Vanilla was good for its time. Story was not a heavy element though. Not as an entirety anyway. Things like aq were good. But things did get consistently better till Wotlk. The story in cata had no real progression over the patches, just Mini bosses till big bad deathwing.
Mop I consider the story pinicle of wow writing. Wotlk was good but also relatively already set out in wc3. Pandaria really showed you the effects of the war on a neutral nation and their land as well as developing wows arguably, first three dimensional villan.
Cata’s best feature was the zone redesigns. Most of the good story development they did was actually in there, not in the new zones which felt small and disconnected. It was an expansion based around the old world revamp that sadly a lot of people didn’t experience because they were already max level. I felt Cata was the weakest of the expansions.
Wrath, Mists and Legion so far (I know you disagree) are their biggest strengths in storytelling. Until I’ve had a chance to experience more of Legion, Mists remains my favourite expansion to date but Legion has gotten off to an excellent start, probably better at this point than any of the previous expansions were at the same point. Warlords wasn’t a bad expansion in terms of what we were given, it was mostly a let down in terms of what we weren’t given.
Overall my personal ratings for the game (excluding Legion) are Mists > Wrath > Vanilla = TBC > Warlords > Cata. TBC improved on vanilla in several areas but lost points for some of the worst grinds in the game’s history.

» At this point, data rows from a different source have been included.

//! Offline replay binary for Chronoscope.
//!
//! Loads a scenario fixture into the in-memory simulation backend and
//! drives the real [`TimelineController`] over it: bootstrap, then every
//! pending step either through `advance` or announced over the push
//! connection. The resulting timeline is then inspected.
//!
//! # Commands
//!
//! - `scenarios` lists the fixture's scenarios.
//! - `run` prints the timeline with per-step audit counts.
//! - `eval` evaluates one condition expression at every step.
//! - `triggers` replays the fixture's trigger drafts (plus any `--when`
//!   expressions) and prints their reports as JSON.
//! - `stats` prints cross-entity statistics for a field path.
//!
//! [`TimelineController`]: chronoscope_client::TimelineController

mod replay;

use std::path::{Path, PathBuf};
use std::sync::Arc;

use anyhow::Context;
use chronoscope_client::{Fixture, InMemorySimulationApi, TimelineConfig, TimelineController};
use chronoscope_types::ScenarioId;
use clap::{Parser, Subcommand};
use tracing::info;
use tracing_subscriber::EnvFilter;

use crate::replay::Feed;

/// Replay a scenario fixture through the Chronoscope timeline.
#[derive(Debug, Parser)]
#[command(name = "chronoscope-replay", version)]
struct Cli {
    /// Scenario fixture (JSON).
    #[arg(long, short)]
    fixture: PathBuf,

    /// Controller configuration (YAML). Defaults and environment
    /// overrides apply when omitted.
    #[arg(long, short)]
    config: Option<PathBuf>,

    #[command(subcommand)]
    command: Command,
}

#[derive(Debug, Subcommand)]
enum Command {
    /// List the scenarios in the fixture.
    Scenarios,

    /// Print the replayed timeline with per-step audit counts.
    Run {
        /// Scenario to replay.
        scenario: String,
        #[command(flatten)]
        feed: FeedArgs,
    },

    /// Evaluate a condition expression at every step.
    Eval {
        /// Scenario to replay.
        scenario: String,
        /// Condition, e.g. `t > 2 && avg('macro.inflation') < 0.05`.
        expression: String,
        #[command(flatten)]
        feed: FeedArgs,
    },

    /// Replay trigger drafts over the timeline.
    Triggers {
        /// Scenario to replay.
        scenario: String,
        /// Extra ad-hoc conditions, scanned alongside the fixture's drafts.
        #[arg(long = "when")]
        when: Vec<String>,
        #[command(flatten)]
        feed: FeedArgs,
    },

    /// Cross-entity statistics for a field path at every step.
    Stats {
        /// Scenario to replay.
        scenario: String,
        /// Dot-delimited field path, e.g. `macro.gdp`.
        path: String,
        #[command(flatten)]
        feed: FeedArgs,
    },
}

#[derive(Debug, clap::Args)]
struct FeedArgs {
    /// Deliver pending steps as push notifications instead of advancing.
    #[arg(long, conflicts_with = "history_only")]
    push: bool,

    /// Only bootstrap recorded history; leave pending steps unreleased.
    #[arg(long)]
    history_only: bool,
}

impl FeedArgs {
    const fn feed(&self) -> Feed {
        if self.history_only {
            Feed::HistoryOnly
        } else if self.push {
            Feed::Push
        } else {
            Feed::Advance
        }
    }
}

#[tokio::main]
async fn main() -> anyhow::Result<()> {
    let cli = Cli::parse();
    let config = load_config(cli.config.as_deref())?;

    tracing_subscriber::fmt()
        .with_env_filter(
            EnvFilter::try_from_default_env()
                .unwrap_or_else(|_| EnvFilter::new(&config.log_level)),
        )
        .with_target(true)
        .with_writer(std::io::stderr)
        .init();

    info!(
        fixture = %cli.fixture.display(),
        fetch_timeout_ms = config.fetch_timeout_ms,
        focus_policy = %config.focus_policy,
        "chronoscope-replay starting"
    );

    let fixture = Fixture::from_file(&cli.fixture)
        .with_context(|| format!("loading fixture {}", cli.fixture.display()))?;
    let drafts = fixture.triggers.clone();
    info!(
        scenarios = fixture.scenarios.len(),
        triggers = drafts.len(),
        "Fixture loaded"
    );

    let api = Arc::new(InMemorySimulationApi::new(fixture));
    let controller = TimelineController::new(api, config);

    match cli.command {
        Command::Scenarios => {
            for summary in controller.scenarios().await? {
                println!("{}", replay::render_summary(&summary));
            }
        }
        Command::Run { scenario, feed } => {
            let snapshot =
                replay::load(&controller, &ScenarioId::new(scenario), feed.feed()).await?;
            for line in replay::render_timeline(&snapshot) {
                println!("{line}");
            }
        }
        Command::Eval {
            scenario,
            expression,
            feed,
        } => {
            let snapshot =
                replay::load(&controller, &ScenarioId::new(scenario), feed.feed()).await?;
            for line in replay::evaluate_each(&expression, &snapshot)? {
                println!("{line}");
            }
        }
        Command::Triggers {
            scenario,
            when,
            feed,
        } => {
            let snapshot =
                replay::load(&controller, &ScenarioId::new(scenario), feed.feed()).await?;
            let drafts = drafts.into_iter().chain(replay::ad_hoc_drafts(&when));
            let reports = replay::scan_all(drafts, &snapshot);
            println!("{}", serde_json::to_string_pretty(&reports)?);
        }
        Command::Stats {
            scenario,
            path,
            feed,
        } => {
            let snapshot =
                replay::load(&controller, &ScenarioId::new(scenario), feed.feed()).await?;
            for line in replay::render_stats(&snapshot, &path) {
                println!("{line}");
            }
        }
    }

    controller.deactivate();
    info!("chronoscope-replay finished");
    Ok(())
}

/// Load controller settings from `path`, or defaults plus environment
/// overrides when no path is given.
fn load_config(path: Option<&Path>) -> anyhow::Result<TimelineConfig> {
    let config = match path {
        Some(path) => TimelineConfig::from_file(path)
            .with_context(|| format!("loading config {}", path.display()))?,
        None => TimelineConfig::parse("")?,
    };
    Ok(config)
}
//! Timeline loading status.

use serde::{Deserialize, Serialize};
use ts_rs::TS;

/// Whether a foreground fetch (bootstrap or advance) is in flight.
///
/// Transitions `Idle -> Loading` when a foreground fetch starts and back to
/// `Idle` when it settles, whatever the outcome. Push-triggered fetches
/// never change the status.
#[derive(Debug, Clone, Copy, Default, PartialEq, Eq, Hash, Serialize, Deserialize, TS)]
#[serde(rename_all = "camelCase")]
#[ts(export, export_to = "bindings/")]
pub enum TimelineStatus {
    /// No foreground fetch in flight.
    #[default]
    Idle,
    /// A bootstrap or advance is in flight.
    Loading,
}

impl TimelineStatus {
    /// Human-readable label for logging.
    pub const fn as_str(self) -> &'static str {
        match self {
            Self::Idle => "idle",
            Self::Loading => "loading",
        }
    }
}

Cant reply further to your comment, but I pretty much agree with what you said.
I did actually make a char and play through a lot of the rehashed 1-60 content in cata, it was really good.
It’s a return to Karazhan, yes, but if you watch the trailer you’ll see it’s us going to new areas there, including the much desired mirrored part underneth. It’s also extending the Siramar plot and adding a new 3 boss raid that’ll wrap up the story with Odyn and Helia. Considering Bliz’s habit of forgetting plot points (naga abducting Neptulin) it’s a very welcome patch.
Better than the Selfie Patch of WoD.
The Neptulon storyline wasn’t forgotten but it was abandoned. They planned to wrap it up with the Abyssal Maw raid, but they weren’t able to get the raid at the standard of quality they wanted so they ended up dropping it.
Yeah I was aware of all that. I don’t think we should use WoD as a benchmark haha.
… Have you seen the 7.1 Karazhan trailer or read anything about the patch? They’ve added a ton of extra stuff (new sections, new bosses, new opera events) and it goes well beyond what a rehash would.
But the “World” of WarCraft was dead for many of us long before Mists. And Mists didn’t no enough to get that back.
Granted, I’d personally put it on par with WoTLK, but behind Vanilla and TBC.
If we are talking about gameplay, I think the reason cata failed was because it tries to do tbc heroics again. People just generally arnt as hardcore as they were back in vanilla or tbc. Being a casual in vanilla would have sucked. There was absolutely nothing to do, besides like… Silithus dailies?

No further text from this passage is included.